Enis Berberoğlu: Katile maaş meselesi (3)

Enis BERBEROĞLU
Haberin Devamı

Memur-işçi ayrımı tarihi

BU yazı kaleme alındığı saatlerde Cumhurbaşkanı Ahmet Necdet Sezer'in memurların müfettiş raporu ve bakan onayıyla kovulmasını öngören kararnameyle ilgili kararı henüz belli değildi.

Ayrıca üç gündür ısrarlı sorularımıza rağmen Başbakanlık, devletten maaş alan katil memur sayısını açıklama zahmetine katlanmadı.

(Hayır, katil memur sayısı devlet sırrı mı, yoksa ısmarlama polis ifadeleri mi bekleniyor bir anlasak, gerisi kolay...)

* * *

Tartışmalı kararnamenin irtica ve PKK tehdidine devlet teröründen başka ne gibi çare sağlayacağını kimse kestiremiyor.
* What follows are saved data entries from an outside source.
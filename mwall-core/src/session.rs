//! One invocation, from resolved mode to exit status.
//!
//! The subsystem guard and the service are plain RAII values: the service
//! is dropped before the guard on every path, including a failed
//! acquisition.

use std::io::{self, Write};

use crate::dispatch::{dispatch, DispatchReport};
use crate::errors::WallpaperError;
use crate::platform::WallpaperService;
use crate::resolve::OperationMode;
use crate::usage::USAGE;

/// How an invocation ended, short of a fatal subsystem failure.
#[derive(Debug)]
pub enum Outcome {
    /// Usage was printed; the platform was never touched.
    Usage,
    /// The wallpaper service could not be acquired.
    ServiceUnavailable(WallpaperError),
    /// Dispatch ran.
    Applied(DispatchReport),
}

impl Outcome {
    /// Process exit status.
    ///
    /// An unavailable wallpaper service still exits 0; only a subsystem
    /// failure (the `Err` side of [`execute`]) exits 1.
    pub fn exit_code(&self) -> u8 {
        0
    }
}

/// Run `mode`, bracketing dispatch with the subsystem and service
/// lifetimes produced by `init_subsystem` and `acquire_service`.
pub fn execute<G, W, I, A>(
    mode: &OperationMode,
    init_subsystem: I,
    acquire_service: A,
    out: &mut impl Write,
) -> Result<Outcome, WallpaperError>
where
    W: WallpaperService,
    I: FnOnce() -> Result<G, WallpaperError>,
    A: FnOnce() -> Result<W, WallpaperError>,
{
    if matches!(mode, OperationMode::Noop) {
        print_usage(out);
        return Ok(Outcome::Usage);
    }

    let _subsystem = init_subsystem()?;

    let service = match acquire_service() {
        Ok(service) => service,
        Err(e) => return Ok(Outcome::ServiceUnavailable(e)),
    };

    let report = dispatch(mode, &service);
    log::debug!(
        "{} assignment call(s), {} rejected by the platform",
        report.issued,
        report.failed
    );
    drop(service);

    Ok(Outcome::Applied(report))
}

fn print_usage(out: &mut impl Write) {
    if let Err(e) = writeln!(out, "{USAGE}").and_then(|()| out.flush()) {
        if e.kind() != io::ErrorKind::BrokenPipe {
            log::warn!("failed to write usage: {e}");
        }
    }
}
//! `IDesktopWallpaper` adapter.
//!
//! Requires a live COM apartment on the calling thread (see
//! [`crate::com::ComGuard`]).  The shell object is created out of process
//! (`CLSCTX_LOCAL_SERVER`) and released when [`DesktopWallpaper`] drops.

use std::path::Path;

use windows::core::{Interface, HSTRING, PCWSTR};
use windows::Win32::Foundation::{RECT, S_FALSE};
use windows::Win32::System::Com::{CoCreateInstance, CoTaskMemFree, CLSCTX_LOCAL_SERVER};
use windows::Win32::UI::Shell::{DesktopWallpaper as DesktopWallpaperClass, IDesktopWallpaper};

use crate::errors::WallpaperError;
use crate::platform::{MonitorHandle, MonitorRect, WallpaperService};

/// Owned `IDesktopWallpaper` interface pointer.
pub struct DesktopWallpaper {
    inner: IDesktopWallpaper,
}

impl DesktopWallpaper {
    /// Create the shell's desktop wallpaper object.
    pub fn acquire() -> Result<Self, WallpaperError> {
        let inner: IDesktopWallpaper =
            unsafe { CoCreateInstance(&DesktopWallpaperClass, None, CLSCTX_LOCAL_SERVER) }
                .map_err(|e| WallpaperError::ServiceAcquisition(e.to_string()))?;
        Ok(Self { inner })
    }
}

impl WallpaperService for DesktopWallpaper {
    fn monitor_at(&self, ordinal: u32) -> Result<MonitorHandle, WallpaperError> {
        let raw = unsafe { self.inner.GetMonitorDevicePathAt(ordinal) }?;
        let id = unsafe { raw.to_string() };
        unsafe { CoTaskMemFree(Some(raw.0 as *const _)) };
        let id = id.map_err(|e| {
            WallpaperError::Platform(format!("monitor {ordinal} device path: {e}"))
        })?;
        Ok(MonitorHandle::new(id))
    }

    fn monitor_rect(&self, handle: &MonitorHandle) -> Result<Option<MonitorRect>, WallpaperError> {
        let id = HSTRING::from(handle.as_str());
        let mut rect = RECT::default();
        // The projected GetMonitorRECT folds S_FALSE into Ok, so go through
        // the vtable to tell "not attached" apart from success.
        let hr = unsafe {
            (Interface::vtable(&self.inner).GetMonitorRECT)(
                Interface::as_raw(&self.inner),
                PCWSTR(id.as_ptr()),
                &mut rect,
            )
        };
        hr.ok()?;
        if hr == S_FALSE {
            return Ok(None);
        }
        Ok(Some(MonitorRect {
            left: rect.left,
            top: rect.top,
            right: rect.right,
            bottom: rect.bottom,
        }))
    }

    fn set_wallpaper(
        &self,
        monitor: Option<&MonitorHandle>,
        path: &Path,
    ) -> Result<(), WallpaperError> {
        let id = monitor.map(|h| HSTRING::from(h.as_str()));
        let id_ptr = id
            .as_ref()
            .map_or(PCWSTR::null(), |h| PCWSTR(h.as_ptr()));
        let wallpaper = HSTRING::from(path.as_os_str());
        unsafe {
            self.inner
                .SetWallpaper(id_ptr, PCWSTR(wallpaper.as_ptr()))
        }?;
        Ok(())
    }
}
Ne var ki memurlar, irtica ve PKK bahanesiyle çıkarılmak istenilen kararnamenin satır arasını iyi okudu.

‘...kurumların huzur, sükûn ve çalışma düzenini bozan veya boykot, işgal, engelleme, işi yavaşlatma, grev, toplu olarak göreve gelmeme gibi eylemlere katılan, bunları tahrik ve teşvik eden veya yardımda bulunanların...’’ ifadesinin ne anlama geldiğini hemen kavrayan memur sendikaları eyleme geçti, muhalefet partilerinden yardım istedi.

Böylece 1963 yılında kamuda grevli toplusözleşme hakkına imza atan Çalışma Bakanı sıfatıyla tarihe geçen Bülent Ecevit, başbakanlık koltuğunda memur sendikalarının hedefi haline geldi.

Kısmet mi desek, yoksa mukadder gelişme mi?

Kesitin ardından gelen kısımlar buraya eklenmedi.